Even Farmer Reldon has his plot of prime weed out behind the corn and the pole beans and junk. Only he calls it hemp.
The only funny part about Colonial Dunsboro is maybe it's too authentic, but for all the wrong reasons. This whole crowd of losers and nutcases who hide out here because they can't make it in the real world, in real jobs—isn't this why we left England in the first place? To establish our own alternate reality. Weren't the Pilgrims pretty much the crackpots of their time? For sure, instead of just wanting to believe something different about God's love, the losers I work with want to find salvation through compulsive behaviors.
Or through little power and humiliation games. Witness His Lord High Charlie behind lace curtains, just some failed drama major. Here, he's the law, watching whoever gets bent over, yanking his dog with one white-gloved hand. For sure, they don't teach you this in history class, but in colonial times, the person who got left in the stocks overnight was nothing less than fair game for everybody to nail.
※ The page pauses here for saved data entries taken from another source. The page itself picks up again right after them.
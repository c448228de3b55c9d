//! Runtime - process lifecycle of the collector.
//!
//! - `controller`: reader counting, start/stop, debounced shutdown
//! - `lock`: cross-process collector lock
//! - `worker`: runtime that ingestion runs on, and the sync bridge into it
//! - `signals`: termination handling and the exit guard
//! - `lease`: scoped reader registration

mod controller;
mod lease;
mod lock;
mod signals;
mod worker;

pub use controller::{RuntimeController, RuntimeState, RuntimeStatus};
pub use lease::RuntimeLease;
pub use lock::{LockError, LockToken, read_holder};
pub use signals::ExitGuard;
pub use worker::{WorkerContext, WorkerError};
impl RuntimeController {
    /// Create a controller. Nothing starts until [`Self::acquire`] or
    /// [`Self::start`].
    #[must_use]
    pub fn new(config: CollectorConfig, factory: Arc<dyn SourceFactory>) -> Self {
        let store = Arc::new(ShardedStore::new(StoreConfig::from_config(&config)));
        Self {
            inner: Arc::new(Inner {
                config,
                factory,
                store,
                observers: Arc::new(ObserverRegistry::new()),
                lifecycle: Mutex::new(None),
                control: Mutex::new(ControlState {
                    state: RuntimeState::Stopped,
                    readers: 0,
                    pending_stop: None,
                    next_stop_id: 0,
                    worker: None,
                    orchestrator: None,
                }),
                signals_installed: AtomicBool::new(false),
            }),
        }
    }

    /// Create the process-wide controller on first call and return it.
    ///
    /// Later calls return the existing controller and ignore their
    /// arguments.
    pub fn initialize(config: CollectorConfig, factory: Arc<dyn SourceFactory>) -> &'static Self {
        if let Some(existing) = GLOBAL_CONTROLLER.get() {
            tracing::debug!("Collector controller already initialized");
            return existing;
        }
        GLOBAL_CONTROLLER.get_or_init(|| Self::new(config, factory))
    }

    /// The process-wide controller, if initialized.
    #[must_use]
    pub fn global() -> Option<&'static Self> {
        GLOBAL_CONTROLLER.get()
    }

    // -------------------------------------------------------------------------
    // Reader accounting
    // -------------------------------------------------------------------------

    /// Register a reader. The first reader starts collection when
    /// `auto_activate` is set. Cancels a pending debounced stop.
    ///
    /// Returns the new reader count.
    pub fn acquire(&self) -> usize {
        let (readers, should_start) = {
            let mut control = self.inner.control.lock();
            control.readers += 1;
            if control.cancel_pending_stop() {
                tracing::debug!("Pending stop cancelled by new reader");
            }
            let should_start = control.readers == 1
                && self.inner.config.runtime.auto_activate
                && control.state != RuntimeState::Running;
            (control.readers, should_start)
        };
        metrics::set_readers(readers);

        if should_start && !self.start() {
            tracing::debug!("Reader registered without starting collection");
        }
        readers
    }

    /// Unregister a reader. When the last one leaves a running collector,
    /// a stop is scheduled after the release debounce.
    ///
    /// Returns the new reader count (never below zero).
    pub fn release(&self) -> usize {
        let mut control = self.inner.control.lock();
        let previous = control.readers;
        control.readers = previous.saturating_sub(1);
        let readers = control.readers;

        if previous > 0
            && readers == 0
            && control.state == RuntimeState::Running
            && control.pending_stop.is_none()
            && let Some(worker) = control.worker.clone()
        {
            control.next_stop_id += 1;
            let id = control.next_stop_id;
            let debounce = self.inner.config.runtime.release_debounce();
            let controller = self.clone();
            let timer = worker.spawn(async move {
                tokio::time::sleep(debounce).await;
                // Stopping joins worker threads, so it cannot run on one.
                let spawned = std::thread::Builder::new()
                    .name("mdc-stop".to_string())
                    .spawn(move || {
                        controller.auto_stop(id);
                    });
                if let Err(e) = spawned {
                    tracing::error!(error = %e, "Failed to spawn stop thread");
                }
            });
            control.pending_stop = Some(PendingStop {
                id,
                timer: timer.abort_handle(),
            });
            tracing::debug!(debounce_ms = debounce.as_millis(), "Last reader left, stop scheduled");
        }
        drop(control);

        metrics::set_readers(readers);
        readers
    }

    fn auto_stop(&self, id: u64) -> bool {
        let mut lifecycle = self.inner.lifecycle.lock();
        {
            let mut control = self.inner.control.lock();
            if control.pending_stop.as_ref().is_none_or(|p| p.id != id) {
                return false;
            }
            control.pending_stop = None;
            if control.readers > 0 || control.state != RuntimeState::Running {
                return false;
            }
            control.state = RuntimeState::Stopping;
        }
        tracing::info!("No readers left, stopping collector");
        self.stop_locked(&mut lifecycle)
    }

    // -------------------------------------------------------------------------
    // Start / stop
    // -------------------------------------------------------------------------

    /// Start collecting.
    ///
    /// Returns `false` when already running, when another process holds
    /// the collector lock, or when startup fails or times out. A failed
    /// start leaves the controller `Stopped` with the lock released.
    pub fn start(&self) -> bool {
        let mut lifecycle = self.inner.lifecycle.lock();
        {
            let mut control = self.inner.control.lock();
            if control.state != RuntimeState::Stopped {
                tracing::debug!(state = %control.state, "Start ignored");
                return false;
            }
            control.state = RuntimeState::Starting;
        }

        match self.launch() {
            Ok(active) => {
                let worker = active.worker.handle().clone();
                let orchestrator = Arc::clone(&active.orchestrator);
                *lifecycle = Some(active);
                {
                    let mut control = self.inner.control.lock();
                    control.state = RuntimeState::Running;
                    control.worker = Some(worker);
                    control.orchestrator = Some(orchestrator);
                }
                drop(lifecycle);

                metrics::set_runtime_running(true);
                self.install_signal_handler();
                true
            }
            Err(failure) => {
                self.inner.control.lock().state = RuntimeState::Stopped;
                match failure {
                    StartFailure::LockHeld => tracing::info!(
                        lock = %self.inner.config.lock_path().display(),
                        "Collector lock held elsewhere, running as reader only"
                    ),
                    other => tracing::error!(error = %other, "Collector start failed"),
                }
                false
            }
        }
    }

    fn launch(&self) -> Result<ActiveRuntime, StartFailure> {
        let runtime = &self.inner.config.runtime;
        let lock = LockToken::try_acquire(&self.inner.config.lock_path())?
            .ok_or(StartFailure::LockHeld)?;
        let worker = WorkerContext::ensure(runtime.worker_threads, runtime.shutdown_timeout())?;

        let orchestrator = Arc::new(IngestionOrchestrator::new(
            IngestionPlan::from_config(&self.inner.config),
            Arc::clone(&self.inner.factory),
            Arc::clone(&self.inner.store),
            ResubscribeConfig::from_retry_config(&self.inner.config.retry),
            Arc::clone(&self.inner.observers),
        ));

        let starting = Arc::clone(&orchestrator);
        let outcome = worker
            .submit(async move { starting.start().await }, runtime.startup_timeout())
            .map_err(StartFailure::from)
            .and_then(|started| started.map_err(StartFailure::from));

        match outcome {
            Ok(streams) => {
                tracing::info!(
                    streams,
                    instance = %lock.instance_id(),
                    lock = %lock.path().display(),
                    "Collector started"
                );
                Ok(ActiveRuntime {
                    lock,
                    worker,
                    orchestrator,
                })
            }
            Err(failure) => {
                let cleanup = Arc::clone(&orchestrator);
                let timeout = runtime.shutdown_timeout();
                // Cancels a start that is still connecting after the timeout.
                match worker.submit(
                    async move { cleanup.stop(timeout).await },
                    timeout + STOP_OVERHEAD + STOP_GRACE,
                ) {
                    Ok(report) => tracing::debug!(?report, "Rolled back streams"),
                    Err(e) => tracing::warn!(error = %e, "Rollback shutdown did not complete"),
                }
                worker.halt();
                lock.release();
                Err(failure)
            }
        }
    }

    /// Stop collecting.
    ///
    /// Returns `false` when not running. Shutdown problems are logged;
    /// the controller always ends `Stopped` with the lock released.
    pub fn stop(&self) -> bool {
        let mut lifecycle = self.inner.lifecycle.lock();
        {
            let mut control = self.inner.control.lock();
            if control.state != RuntimeState::Running {
                return false;
            }
            control.cancel_pending_stop();
            control.state = RuntimeState::Stopping;
        }
        self.stop_locked(&mut lifecycle)
    }

    fn stop_locked(&self, lifecycle: &mut Option<ActiveRuntime>) -> bool {
        let Some(active) = lifecycle.take() else {
            self.inner.control.lock().state = RuntimeState::Stopped;
            return false;
        };

        let timeout = self.inner.config.runtime.shutdown_timeout();
        let orchestrator = Arc::clone(&active.orchestrator);
        match active
            .worker
            .submit(
                async move { orchestrator.stop(timeout).await },
                timeout + STOP_OVERHEAD + STOP_GRACE,
            )
        {
            Ok(report) => tracing::debug!(?report, "Streams stopped"),
            Err(e) => tracing::warn!(error = %e, "Stream shutdown did not complete"),
        }
        self.inner.store.close_all();
        active.lock.release();
        active.worker.halt();

        {
            let mut control = self.inner.control.lock();
            control.state = RuntimeState::Stopped;
            control.worker = None;
            control.orchestrator = None;
            control.cancel_pending_stop();
        }

        metrics::set_runtime_running(false);
        tracing::info!("Collector stopped");
        true
    }

    fn install_signal_handler(&self) {
        if !self.inner.config.runtime.handle_signals
            || self.inner.signals_installed.swap(true, Ordering::SeqCst)
        {
            return;
        }
        if let Err(e) = signals::install(self.clone()) {
            self.inner.signals_installed.store(false, Ordering::SeqCst);
            tracing::warn!(error = %e, "Signal handler not installed");
        }
    }

    // -------------------------------------------------------------------------
    // Observation
    // -------------------------------------------------------------------------

    /// Whether this process is collecting.
    #[must_use]
    pub fn is_running(&self) -> bool {
        self.state() == RuntimeState::Running
    }

    /// Registered readers.
    #[must_use]
    pub fn reader_count(&self) -> usize {
        self.inner.control.lock().readers
    }

    /// Lifecycle state.
    #[must_use]
    pub fn state(&self) -> RuntimeState {
        self.inner.control.lock().state
    }

    /// Diagnostic snapshot.
    #[must_use]
    pub fn status(&self) -> RuntimeStatus {
        let control = self.inner.control.lock();
        RuntimeStatus {
            state: control.state,
            readers: control.readers,
            active_streams: control
                .orchestrator
                .as_ref()
                .map_or(0, |o| o.active_streams()),
            stop_pending: control.pending_stop.is_some(),
            lock_path: self.inner.config.lock_path().display().to_string(),
        }
    }

    /// Shard store, for reads.
    #[must_use]
    pub fn store(&self) -> Arc<ShardedStore> {
        Arc::clone(&self.inner.store)
    }

    /// Configuration this controller runs with.
    #[must_use]
    pub fn config(&self) -> &CollectorConfig {
        &self.inner.config
    }

    /// Lock file path.
    #[must_use]
    pub fn lock_path(&self) -> std::path::PathBuf {
        self.inner.config.lock_path()
    }

    /// Register a callback for persisted records of `kind`. Survives
    /// restarts.
    pub fn register_observer<F>(&self, kind: DataKind, callback: F)
    where
        F: Fn(&Record) -> Result<(), ObserverError> + Send + Sync + 'static,
    {
        self.inner.observers.register(kind, callback);
    }

    /// Register a reader for the lifetime of the returned lease.
    #[must_use]
    pub fn lease(&self) -> RuntimeLease {
        RuntimeLease::new(self.clone())
    }

    /// Guard that stops collection when dropped, for the end of `main`.
    #[must_use]
    pub fn exit_guard(&self) -> ExitGuard {
        ExitGuard::new(self.clone())
    }
}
Men or women, anybody bent over had no way of knowing who was doing the ram job, and this was the real reason you never wanted to end up here unless you had a family member or a friend who'd stand with you the whole time. To protect you. To watch your ass, for real.
"Dude," Denny says. "It's my pants, again."
So I pull them back up.
The rain's wet Denny's shirt flat to his skinny back so the bones of his shoulders and the trail of his spine show through, even whiter than the unbleached cotton material. The mud's up around the tops of his wooden clogs and spilling in. Even with my hat on, my coat's getting soaked, and the damp makes my dog and dice all wadded up in the crotch of my wool breeches start to itch. Even the crippled chickens have clucked off to find somewhere dry.
"Dude," Denny says, and sniffs. "For serious, you don't have to stay."
From what I remember about physical diagnosis, Denny's pallor could mean liver tumors.
See also: Leukemia.
See also: Pulmonary edema.
It starts raining harder, from clouds so dark that people start lighting lamps inside. Smoke settles down on us from chimneys. The tourists will all be in the tavern drinking Australian ale out of pewter mugs made in Indonesia. In the woodwright's shop, the cabinetmaker will be huffing glue out of a paper bag with the blacksmith and the midwife while she talks about fronting the band they dream of putting together but never will.
We're all trapped. Its always 1734. All of us, we're stuck in the same time capsule, the same as those television shows where the same people are marooned on the same desert island for thirty seasons and never age or escape. They just wear more makeup. In a creepy way, those shows are maybe too authentic.
In a creepy way, I can see myself standing here for the rest of my life. It's a comfort, me and Denny complaining about the same shit, forever. In recovery, forever. Sure, I'm standing guard, but if you want to get really authentic about it, I'd rather see Denny locked in the stocks than let him get banished and leave me behind.